- Born: 9 October 1937 Piet Retief, Transvaal Province Union of South Africa

Academic background
- Alma mater: University of Cape Town (MBChB) Balliol College, Oxford (DPhil)
- Doctoral advisor: Hans Krebs

Academic work
- Discipline: Biochemistry
- Institutions: Rockefeller University University of Stellenbosch University of Cape Town

= Wieland Gevers =

South African academic (born 1937)

Wieland Gevers (born 9 October 1937) is a retired South African biochemist and education administrator. He is emeritus professor of medical biochemistry at the University of Cape Town, where he has taught since 1978. He was a deputy vice-chancellor of the same university between 1992 and 2002.

Gevers is also a former president of the Royal Society of South Africa and Academy of Science of South Africa, as well as the founding president of the South African Biochemical Society.

== Early life and education ==
Gevers was born on 9 October 1937 in Piet Retief in the former Transvaal Province. He matriculated in 1954 at Nigel High School in Nigel on the East Rand, and he was the top matriculant in the province that year. He enrolled at the University of Cape Town (UCT) the following year.

In 1960, he graduated from UCT with an MBChB in the first class. As the best graduate in his cohort, he received the University Gold Medal and the Sir Robert Kotze Scholarship. He was also the president of the Medical Students' Council from 1959 to 1960. After graduating he worked briefly as an intern at Groote Schuur Hospital and as a volunteer at the Red Cross Children's Hospital.

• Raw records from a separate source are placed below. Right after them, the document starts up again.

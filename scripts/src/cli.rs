//! Definitions of CLI arguments and commands for deploy scripts

use std::{path::PathBuf, time::Duration};

use clap::{Args, Parser, Subcommand};

use crate::{
    chain::ChainClient,
    commands::{deploy_all, deploy_strategy, deploy_vault, initialize_vault},
    constants::{
        DEFAULT_ARTIFACTS_DIR, DEFAULT_DEPLOYMENTS_PATH, DEFAULT_DEPOSIT_FEE, DEFAULT_GAS_LIMIT,
        DEFAULT_GAS_PRICE, DEFAULT_NUM_CONFIRMATIONS, DEFAULT_PAYMENT_SPLITTER_ADDRESS,
        DEFAULT_POOL_ID, DEFAULT_RPC_URL, DEFAULT_STRATEGIST_ADDRESSES, DEFAULT_TOKEN_NAME,
        DEFAULT_TOKEN_SYMBOL, DEFAULT_TREASURY_ADDRESS, DEFAULT_TVL_CAP, DEFAULT_WANT_ADDRESS,
    },
    errors::ScriptError,
    types::TxOptions,
};

/// Deploy and initialize a vault & its yield-farming strategy
#[derive(Parser)]
#[command(author, version, about, long_about = None)]
pub struct Cli {
    /// Private key of the deployer
    #[arg(short, long, env = "PKEY")]
    pub priv_key: String,

    /// Network RPC URL
    #[arg(short, long, env = "RPC_URL", default_value = DEFAULT_RPC_URL)]
    pub rpc_url: String,

    /// Directory containing the compiled Hardhat artifacts
    #[arg(long, default_value = DEFAULT_ARTIFACTS_DIR)]
    pub artifacts_dir: PathBuf,

    /// Path to a compiled ERC1967Proxy artifact. Searched for under the
    /// artifacts directory & the OpenZeppelin packages if unset
    #[arg(long)]
    pub proxy_artifact: Option<PathBuf>,

    /// Path to the file in which deployed addresses are recorded
    #[arg(short, long, default_value = DEFAULT_DEPLOYMENTS_PATH)]
    pub deployments_path: PathBuf,

    /// Gas price, in wei, for every transaction sent
    #[arg(long, default_value_t = DEFAULT_GAS_PRICE)]
    pub gas_price: u128,

    /// Gas limit for every transaction sent
    #[arg(long, default_value_t = DEFAULT_GAS_LIMIT)]
    pub gas_limit: u64,

    /// Number of confirmations to wait for on each transaction
    #[arg(long, default_value_t = DEFAULT_NUM_CONFIRMATIONS)]
    pub confirmations: u64,

    /// Seconds to wait for each transaction receipt.
    /// Waits indefinitely if unset
    #[arg(long)]
    pub tx_timeout: Option<u64>,

    /// The deploy step to run
    #[command(subcommand)]
    pub command: Command,
}

impl Cli {
    /// The gas options given on the command line
    pub fn tx_options(&self) -> TxOptions {
        TxOptions {
            gas_price: self.gas_price,
            gas_limit: self.gas_limit,
        }
    }

    /// The receipt timeout given on the command line
    pub fn tx_timeout(&self) -> Option<Duration> {
        self.tx_timeout.map(Duration::from_secs)
    }

    /// The settings shared by every command
    pub fn context(&self) -> ScriptContext {
        ScriptContext {
            artifacts_dir: self.artifacts_dir.clone(),
            proxy_artifact: self.proxy_artifact.clone(),
            deployments_path: self.deployments_path.clone(),
            tx_options: self.tx_options(),
        }
    }
}

/// The settings shared by every command
#[derive(Clone, Debug)]
pub struct ScriptContext {
    /// Directory containing the compiled Hardhat artifacts
    pub artifacts_dir: PathBuf,
    /// Explicit path to the proxy artifact, if given
    pub proxy_artifact: Option<PathBuf>,
    /// Path to the deployments file
    pub deployments_path: PathBuf,
    /// Gas options for every transaction sent
    pub tx_options: TxOptions,
}

/// The deploy steps, meant to be run once each, in order
#[derive(Subcommand)]
pub enum Command {
    /// Step 1: deploy the vault
    DeployVault(VaultArgs),
    /// Step 2: deploy the strategy behind a UUPS proxy
    DeployStrategy(DeployStrategyArgs),
    /// Step 3: link the vault to its strategy
    Initialize(InitializeArgs),
    /// Run all three steps in order
    DeployAll(DeployAllArgs),
}

impl Command {
    /// Run the command against the given chain
    pub async fn run(
        self,
        client: &impl ChainClient,
        context: &ScriptContext,
    ) -> Result<(), ScriptError> {
        match self {
            Command::DeployVault(args) => deploy_vault(&args, client, context).await.map(drop),
            Command::DeployStrategy(args) => {
                deploy_strategy(&args, client, context).await.map(drop)
            }
            Command::Initialize(args) => initialize_vault(&args, client, context).await,
            Command::DeployAll(args) => deploy_all(&args, client, context).await,
        }
    }
}

/// The vault's constructor arguments
#[derive(Args, Clone, Debug)]
pub struct VaultArgs {
    /// Address of the token the vault accepts
    #[arg(long, default_value = DEFAULT_WANT_ADDRESS)]
    pub want: String,

    /// Name of the vault's share token
    #[arg(long, default_value = DEFAULT_TOKEN_NAME)]
    pub token_name: String,

    /// Symbol of the vault's share token
    #[arg(long, default_value = DEFAULT_TOKEN_SYMBOL)]
    pub token_symbol: String,

    /// Deposit fee, in basis points
    #[arg(long, default_value_t = DEFAULT_DEPOSIT_FEE)]
    pub deposit_fee: u64,

    /// TVL cap, in whole tokens (scaled by 10^18)
    #[arg(long, default_value = DEFAULT_TVL_CAP)]
    pub tvl_cap: String,
}

/// The strategy's initializer arguments, other than the vault & want token
#[derive(Args, Clone, Debug)]
pub struct StrategyArgs {
    /// Address of the treasury, the first fee remitter
    #[arg(long, default_value = DEFAULT_TREASURY_ADDRESS)]
    pub treasury: String,

    /// Address of the strategists' payment splitter, the second fee remitter
    #[arg(long, default_value = DEFAULT_PAYMENT_SPLITTER_ADDRESS)]
    pub payment_splitter: String,

    /// Comma-separated addresses of the strategists
    #[arg(long, value_delimiter = ',', default_values = DEFAULT_STRATEGIST_ADDRESSES)]
    pub strategists: Vec<String>,

    /// Id of the farm pool the strategy stakes in
    #[arg(long, default_value_t = DEFAULT_POOL_ID)]
    pub pool_id: u64,
}

/// Deploy the strategy implementation and an ERC-1967 proxy in front of it,
/// initializing the strategy through the proxy's constructor
#[derive(Args, Clone, Debug)]
pub struct DeployStrategyArgs {
    /// Address of the vault, read from the deployments file if unset
    #[arg(long)]
    pub vault: Option<String>,

    /// Address of the token the strategy farms with
    #[arg(long, default_value = DEFAULT_WANT_ADDRESS)]
    pub want: String,

    /// The remaining initializer arguments
    #[command(flatten)]
    pub strategy: StrategyArgs,
}

/// Link a deployed vault to its strategy
#[derive(Args, Clone, Debug)]
pub struct InitializeArgs {
    /// Address of the vault, read from the deployments file if unset
    #[arg(long)]
    pub vault: Option<String>,

    /// Address of the strategy proxy, read from the deployments file if unset
    #[arg(long)]
    pub strategy: Option<String>,
}

/// Deploy the vault & strategy, then link them. The strategy farms the
/// vault's want token
#[derive(Args, Clone, Debug)]
pub struct DeployAllArgs {
    /// The vault's constructor arguments
    #[command(flatten)]
    pub vault: VaultArgs,

    /// The strategy's initializer arguments
    #[command(flatten)]
    pub strategy: StrategyArgs,
}
//! The interface through which the scripts talk to the chain

use std::time::Duration;

use alloy::{
    network::TransactionBuilder,
    primitives::{Address, Bytes, TxHash, U256},
    providers::{DynProvider, Provider},
    rpc::types::{TransactionReceipt, TransactionRequest},
};
use async_trait::async_trait;
use tracing::debug;

use crate::{errors::ScriptError, types::TxOptions};

/// The chain operations the deploy scripts rely on
#[async_trait]
pub trait ChainClient: Send + Sync {
    /// Send a contract creation transaction and wait for it to be mined,
    /// returning the address of the new contract
    async fn deploy(
        &self,
        creation_code: Vec<u8>,
        options: TxOptions,
    ) -> Result<Address, ScriptError>;

    /// Send a transaction calling `to` and wait for it to be mined
    async fn send(
        &self,
        to: Address,
        calldata: Vec<u8>,
        options: TxOptions,
    ) -> Result<TxHash, ScriptError>;

    /// Execute a read-only call against the latest block
    async fn call(&self, to: Address, calldata: Vec<u8>) -> Result<Bytes, ScriptError>;

    /// Fetch the runtime code deployed at the given address
    async fn code_at(&self, address: Address) -> Result<Bytes, ScriptError>;

    /// Read a raw storage slot of the given contract
    async fn storage_at(&self, address: Address, slot: U256) -> Result<U256, ScriptError>;
}

/// A [`ChainClient`] backed by a JSON-RPC node, signing with a local wallet
pub struct RpcClient {
    /// The underlying provider, with the deployer's wallet attached
    provider: DynProvider,
    /// The number of confirmations to wait for on each transaction
    confirmations: u64,
    /// How long to wait for a receipt, `None` waits indefinitely
    tx_timeout: Option<Duration>,
}

impl RpcClient {
    /// Wrap the given provider
    pub fn new(provider: DynProvider, confirmations: u64, tx_timeout: Option<Duration>) -> Self {
        Self {
            provider,
            confirmations,
            tx_timeout,
        }
    }

    /// Attach the gas options to the transaction, send it, and wait for a
    /// successful receipt
    async fn submit(
        &self,
        tx: TransactionRequest,
        options: TxOptions,
    ) -> Result<TransactionReceipt, String> {
        let pending_tx = self
            .provider
            .send_transaction(with_tx_options(tx, options))
            .await
            .map_err(|e| e.to_string())?;
        debug!("Sent transaction {:#x}", pending_tx.tx_hash());

        let receipt = pending_tx
            .with_required_confirmations(self.confirmations)
            .with_timeout(self.tx_timeout)
            .get_receipt()
            .await
            .map_err(|e| e.to_string())?;

        check_receipt(receipt)
    }
}

/// Attach the gas options to the transaction
fn with_tx_options(tx: TransactionRequest, options: TxOptions) -> TransactionRequest {
    tx.with_gas_price(options.gas_price)
        .with_gas_limit(options.gas_limit)
}

/// Fail if the transaction was mined but reverted
fn check_receipt(receipt: TransactionReceipt) -> Result<TransactionReceipt, String> {
    if !receipt.status() {
        return Err(format!(
            "transaction {:#x} reverted",
            receipt.transaction_hash
        ));
    }

    Ok(receipt)
}

/// The address of the contract created by the receipt's transaction
fn created_contract(receipt: &TransactionReceipt) -> Result<Address, ScriptError> {
    receipt.contract_address.ok_or_else(|| {
        ScriptError::ContractDeployment(format!(
            "no contract address in receipt of {:#x}",
            receipt.transaction_hash
        ))
    })
}

#[async_trait]
impl ChainClient for RpcClient {
    async fn deploy(
        &self,
        creation_code: Vec<u8>,
        options: TxOptions,
    ) -> Result<Address, ScriptError> {
        let tx = TransactionRequest::default().with_deploy_code(creation_code);
        let receipt = self
            .submit(tx, options)
            .await
            .map_err(ScriptError::ContractDeployment)?;

        created_contract(&receipt)
    }

    async fn send(
        &self,
        to: Address,
        calldata: Vec<u8>,
        options: TxOptions,
    ) -> Result<TxHash, ScriptError> {
        let tx = TransactionRequest::default()
            .with_to(to)
            .with_input(calldata);
        let receipt = self
            .submit(tx, options)
            .await
            .map_err(ScriptError::ContractInteraction)?;

        Ok(receipt.transaction_hash)
    }

    async fn call(&self, to: Address, calldata: Vec<u8>) -> Result<Bytes, ScriptError> {
        let tx = TransactionRequest::default()
            .with_to(to)
            .with_input(calldata);

        self.provider
            .call(tx)
            .await
            .map_err(|e| ScriptError::ContractInteraction(e.to_string()))
    }

    async fn code_at(&self, address: Address) -> Result<Bytes, ScriptError> {
        self.provider
            .get_code_at(address)
            .await
            .map_err(|e| ScriptError::ContractInteraction(e.to_string()))
    }

    async fn storage_at(&self, address: Address, slot: U256) -> Result<U256, ScriptError> {
        self.provider
            .get_storage_at(address, slot)
            .await
            .map_err(|e| ScriptError::ContractInteraction(e.to_string()))
    }
}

Between 1960 and 1966, he studied biochemistry at Oxford University, completing a BA (Hons) and, with the support of a Rhodes Scholarship, a DPhil. His doctoral supervisor at Oxford was Hans Krebs, and his research concerned futile cycling of carbon.

== Academic career ==
From 1969 to 1970, Gevers joined Rockefeller University in New York City as a Helen Hay Whitney Fellow. He remained there until 1970, working in Fritz Lipmann's lab; with Horst Kleinkauf, he researched non-ribosomal biosynthesis of peptide antibiotics. He returned to South Africa later in 1970 and spent a brief period in the department of chemical pathology at UCT.

Between 1971 and 1977, he lived in Stellenbosch, appointed as professor of medical biochemistry at the University of Stellenbosch. He founded the university's department of medical biochemistry, and he was also the founding director of the university's research unit for molecular and cellular cardiology, funded by the Medical Research Council (MRC).

In 1978, he returned to UCT as a professor, tasked with setting up another department of medical biochemistry. During his two decades in the department, he was the director of three different MRC-funded research units: one for muscle research, one for the cell biology of atherosclerosis, and another for molecular and cellular biology. He was also a visiting professor of pathology at the University of Chicago in 1984 and a member of the editorial board of the Journal of Molecular and Cellular Cardiology from 1971 to 1993.

== Administrative career ==
After acting as deputy vice-chancellor at UCT from 1990 to 1991, Gevers was permanently appointed as deputy vice-chancellor for academic affairs from 1992 to 2002. His duties included representing the university sector at SAQA, and he also helped found the Cape Higher Education Consortium.

He retired at the end of 2002, but nonetheless remained at UCT: from 2003 to 2005, he was the interim director of the Institute of Infectious Disease and Molecular Medicine (IIDMM) ahead of the institute's official launch. Thereafter, in his retirement, Gevers continued to serve voluntarily in professional service roles.

== Professional associations and honours ==
During his time as a professor, Gevers served on several bodies of the MRC and Council for Scientific and Industrial Research, including as the South African delegate to the International Union of Biochemistry and Molecular Biology from 1973 to 1994. He was also the founding president of the South African Biochemical Society. He was the president of Royal Society of South Africa from 1987 to 1989 (having been a member since 1979) and the president of the Academy of Science of South Africa from 1998 to 2004 (having been a member since 1996). In 2002, he became a fellow of the World Academy of Sciences.

Awards held by Gevers include a lifetime achievement award from the National Science and Technology Forum in 2004, the Suid-Afrikaanse Akademie vir Wetenskap en Kuns M. T. Steyn Medal in 2006, and the Southern African Association for the Advancement of Science's South Africa Medal in 2007. For his professional service, he received a silver medal from the MRC in 1990, a gold medal from Wellcome in 1991, gold medals from the MRC and South African Biochemical Society in 1994, and another gold medal from the Academy of Science in 2008. He received UCT's Distinguished Teachers Award in 1982 and became a life fellow of the university in 1984. He also holds honorary doctorates from UCT, the University of Port Elizabeth, and University of Stellenbosch.

In October 2008, President Kgalema Motlanthe inducted Gevers into the Order of Mapungubwe, granting him the award in silver for "His excellent contribution to the field of Higher Education and medicine."

== Personal life ==
He is married to Elizabeth Ellen Gevers (née Hurst) and has four children.